Extreme weather events have increased in the past few decades. Damaging storms are increasing in both frequency and intensity, resulting in flooding and widespread power outages in places that, two decades ago, were relatively unscathed. As a result, more and more hospitals are incorporating resilience into their capital plans, preparing their campuses to withstand a variety of environmental threats. While hospitals in the western United States have long built earthquake resiliency into their structures, and healthcare facilities in Florida routinely consider flooding in their infrastructure planning, more regions across the United States are experiencing unprecedented, unexpected weather events, including floods, severe winter storms, hurricanes, tornadoes, and fires.
Power outages can be catastrophic to hospitals and the patients they care for. It is not surprising then that nearly all the 274 U.S. hospitals surveyed in 2017 on their climate-related challenges cited power outages as their biggest concern. After Hurricane Sandy hit New York City in October 2012, hospitals were forced to evacuate their patients, and close parts (or all) of their facilities. It took some of these hospitals weeks and even months to get back up and running. While emergency generators are used to provide for life-safety power during outages, they rely on a limited supply of stored diesel fuel and moreover, they are not designed for “continuous duty” and prolonged periods of time. In recognition of these limitations, some hospitals are installing their own continuous power sources such as cogeneration plants that help supply electricity while also capturing and reusing waste heat to lower total energy costs. Other innovative energy technologies are being implemented to keep facilities operational, including fuel cells and large-scale batteries as backup to existing electrical service. Key facility systems and infrastructure such as mechanical rooms and electric switchgear are being relocated well above flood plains.
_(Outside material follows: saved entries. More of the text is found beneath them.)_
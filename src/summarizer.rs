use async_trait::async_trait;
use serde::{Deserialize, Serialize};

use crate::error::SummarizeError;
use crate::types::EmailMessage;

const OPENAI_CHAT_URL: &str = "https://api.openai.com/v1/chat/completions";
const MODEL: &str = "gpt-4o-mini";

// Keep the prompt lightweight.
const MAX_BODY_CHARS: usize = 4000;

// Generation seam so the summarize flow can run against a stub. Every call
// is stateless and independent; there is no multi-turn context.
#[cfg_attr(test, mockall::automock)]
#[async_trait]
pub trait TextGenerator: Send + Sync {
    async fn generate(&self, prompt: &str) -> Result<String, SummarizeError>;
}

#[derive(Serialize)]
struct ChatRequest<'a> {
    model: &'a str,
    messages: Vec<ChatRequestMessage<'a>>,
}

#[derive(Serialize)]
struct ChatRequestMessage<'a> {
    role: &'a str,
    content: &'a str,
}

#[derive(Deserialize)]
pub struct ChatResponse {
    pub choices: Vec<ChatChoice>,
}

#[derive(Deserialize)]
pub struct ChatChoice {
    pub message: ChatResponseMessage,
}

#[derive(Deserialize)]
pub struct ChatResponseMessage {
    pub content: String,
}

/// OpenAI chat-completions backend.
pub struct OpenAiGenerator {
    http: reqwest::Client,
    api_key: String,
}

impl OpenAiGenerator {
    pub fn new(http: reqwest::Client, api_key: String) -> Self {
        Self { http, api_key }
    }
}

#[async_trait]
impl TextGenerator for OpenAiGenerator {
    async fn generate(&self, prompt: &str) -> Result<String, SummarizeError> {
        let request = ChatRequest {
            model: MODEL,
            messages: vec![ChatRequestMessage {
                role: "user",
                content: prompt,
            }],
        };

        let response = self
            .http
            .post(OPENAI_CHAT_URL)
            .bearer_auth(&self.api_key)
            .json(&request)
            .send()
            .await
            .map_err(SummarizeError::Http)?;

        let status = response.status();
        if !status.is_success() {
            let detail = response.text().await.unwrap_or_default();
            return Err(SummarizeError::Rejected { status, detail });
        }

        let body: ChatResponse = response.json().await.map_err(SummarizeError::Http)?;
        extract_completion(body)
    }
}

// The first completion's text, trimmed. Zero completions is an error, not an
// empty summary.
pub fn extract_completion(response: ChatResponse) -> Result<String, SummarizeError> {
    response
        .choices
        .into_iter()
        .next()
        .map(|choice| choice.message.content.trim().to_string())
        .ok_or(SummarizeError::NoCompletion)
}

pub fn build_prompt(message: &EmailMessage) -> String {
    let body_preview: String = message.body.chars().take(MAX_BODY_CHARS).collect();
    format!(
        "Summarize the following email in three concise bullet points. \
         Highlight the sender intent and any action items.\n\n\
         From: {}\nSubject: {}\nBody:\n{}",
        message.sender, message.subject, body_preview
    )
}

pub async fn summarize<G: TextGenerator + ?Sized>(
    generator: &G,
    message: &EmailMessage,
) -> Result<String, SummarizeError> {
    generator.generate(&build_prompt(message)).await
}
On Long Island, for example, one expanding hospital system is taking lessons learned from Hurricane Sandy. Burns is helping this hospital install a new cogeneration or “combined heat and power” plant that will supplement emergency generators to power the entire hospital, thus ensuring that full patient and medical services can continue during an outage. An integrated central boiler and chiller plant, and an associated thermal distribution system, will replace an existing system and be supported by a new 15-kilovolt substation on the site.
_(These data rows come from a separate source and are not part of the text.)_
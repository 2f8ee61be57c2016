use serde::Deserialize;

#[derive(Debug, Deserialize)]
pub struct MessagesResponse {
    pub messages: Option<Vec<MessageRef>>,
}

#[derive(Debug, Deserialize)]
pub struct MessageRef {
    pub id: Option<String>,
}

#[derive(Debug, Deserialize, Clone)]
pub struct Message {
    pub id: Option<String>,
    pub snippet: Option<String>,
    pub payload: Option<MessagePart>,
    // Epoch milliseconds as a string, per the Gmail API.
    #[serde(rename = "internalDate")]
    pub internal_date: Option<String>,
}

impl Message {
    pub fn internal_date_millis(&self) -> i64 {
        self.internal_date
            .as_deref()
            .and_then(|d| d.parse::<i64>().ok())
            .unwrap_or(0)
    }
}

#[derive(Debug, Deserialize, Clone, Default)]
pub struct MessagePart {
    #[serde(rename = "mimeType")]
    pub mime_type: Option<String>,
    pub headers: Option<Vec<Header>>,
    pub body: Option<MessagePartBody>,
    pub parts: Option<Vec<MessagePart>>,
}

#[derive(Debug, Deserialize, Clone)]
pub struct Header {
    pub name: Option<String>,
    pub value: Option<String>,
}

#[derive(Debug, Deserialize, Clone)]
pub struct MessagePartBody {
    pub data: Option<String>,
}

// Response body of users/me/messages/send.
#[derive(Debug, Deserialize)]
pub struct SendMessageResponse {
    pub id: String,
    #[serde(rename = "threadId")]
    pub thread_id: Option<String>,
}

/// Provider identifiers for a successfully sent message.
#[derive(Debug, Clone, PartialEq)]
pub struct SentMessage {
    pub id: String,
    pub thread_id: Option<String>,
}

/// An inbound message reduced to what the agent needs: display headers, the
/// snippet and the extracted plain-text body. Transient within a single run.
#[derive(Debug, Clone, PartialEq)]
pub struct EmailMessage {
    pub id: String,
    pub sender: String,
    pub subject: String,
    pub snippet: String,
    pub body: String,
}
Similarly, Burns is working with a 1,500-bed Manhattan hospital forced to close during Hurricane Sandy due to historic flooding, to install a new on-site cogeneration plant to save on current energy costs and meet future challenges. And, in Brooklyn, Burns is designing an innovative, shared microgrid for three hospitals to ensure continuous power supply and simultaneously reduce the hospitals’ reliance on a constrained power grid.
Identifying strategies and solutions to enhance facility resilience can be very site-specific depending on a variety of factors, including the environmental threats endemic to the region, the age, condition and size of existing facilities, and the hospital’s capital budget.
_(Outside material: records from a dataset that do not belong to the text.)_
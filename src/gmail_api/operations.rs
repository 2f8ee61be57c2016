use base64::engine::general_purpose::URL_SAFE_NO_PAD;
use base64::engine::Engine;

use crate::error::SendError;
use crate::types::{SendMessageResponse, SentMessage};

use super::GMAIL_BASE_URL;

// RFC 2822 text/plain envelope for the outbound message.
fn format_rfc2822(to: &str, subject: &str, body: &str) -> String {
    let mut message = String::new();
    message.push_str(&format!("To: {to}\r\n"));
    message.push_str(&format!("Subject: {subject}\r\n"));
    message.push_str("Content-Type: text/plain; charset=utf-8\r\n");
    message.push_str("\r\n");
    message.push_str(body);
    message
}

pub fn build_raw_message(to: &str, subject: &str, body: &str) -> String {
    URL_SAFE_NO_PAD.encode(format_rfc2822(to, subject, body).as_bytes())
}

/// Submit one outbound message. Any non-2xx response is a `SendError` with
/// the provider detail preserved; the caller has no retry logic that would
/// need finer-grained kinds.
pub async fn send_email(
    http: &reqwest::Client,
    token: &str,
    to: &str,
    subject: &str,
    body: &str,
) -> Result<SentMessage, SendError> {
    let request_body = serde_json::json!({
        "raw": build_raw_message(to, subject, body),
    });

    let send_url = format!("{GMAIL_BASE_URL}/messages/send");
    let response = http
        .post(&send_url)
        .bearer_auth(token)
        .json(&request_body)
        .send()
        .await
        .map_err(SendError::Http)?;

    let status = response.status();
    if !status.is_success() {
        let detail = response.text().await.unwrap_or_default();
        return Err(SendError::Rejected { status, detail });
    }

    let sent: SendMessageResponse = response.json().await.map_err(SendError::Http)?;
    Ok(SentMessage {
        id: sent.id,
        thread_id: sent.thread_id,
    })
}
Knowing where to begin can be overwhelming. A thorough utility system assessment is typically a good place to start, and is done to establish existing conditions and prioritize short- and long-term upgrades to improve resilience and optimize spending. Utility system assessments document the age and functionality of each system, including electrical, fire safety and security, IT, HVAC, water supply, and plumbing. Such assessments can also consider a facility’s dependence upon outside energy sources, including single points of failure and their ability to meet both current and future operational needs. Using master plans, capital initiatives, and maintenance budgets, the assessment helps prioritize resiliency needs and how to cost-effectively incorporate solutions within existing, often-constrained funding.
Hospitals are critical to the health and well-being of the regions they serve and are increasingly becoming vital “ports in a storm” during extreme weather events, providing both healthcare and shelter. Uninterrupted power is crucial to keeping hospitals open and functional during even the most dangerous and life-threatening conditions. While hospitals may be prudent to make resiliency a priority, they can realize both short- and long-term benefits by doing so and while also protecting the safety and welfare of the patients they serve.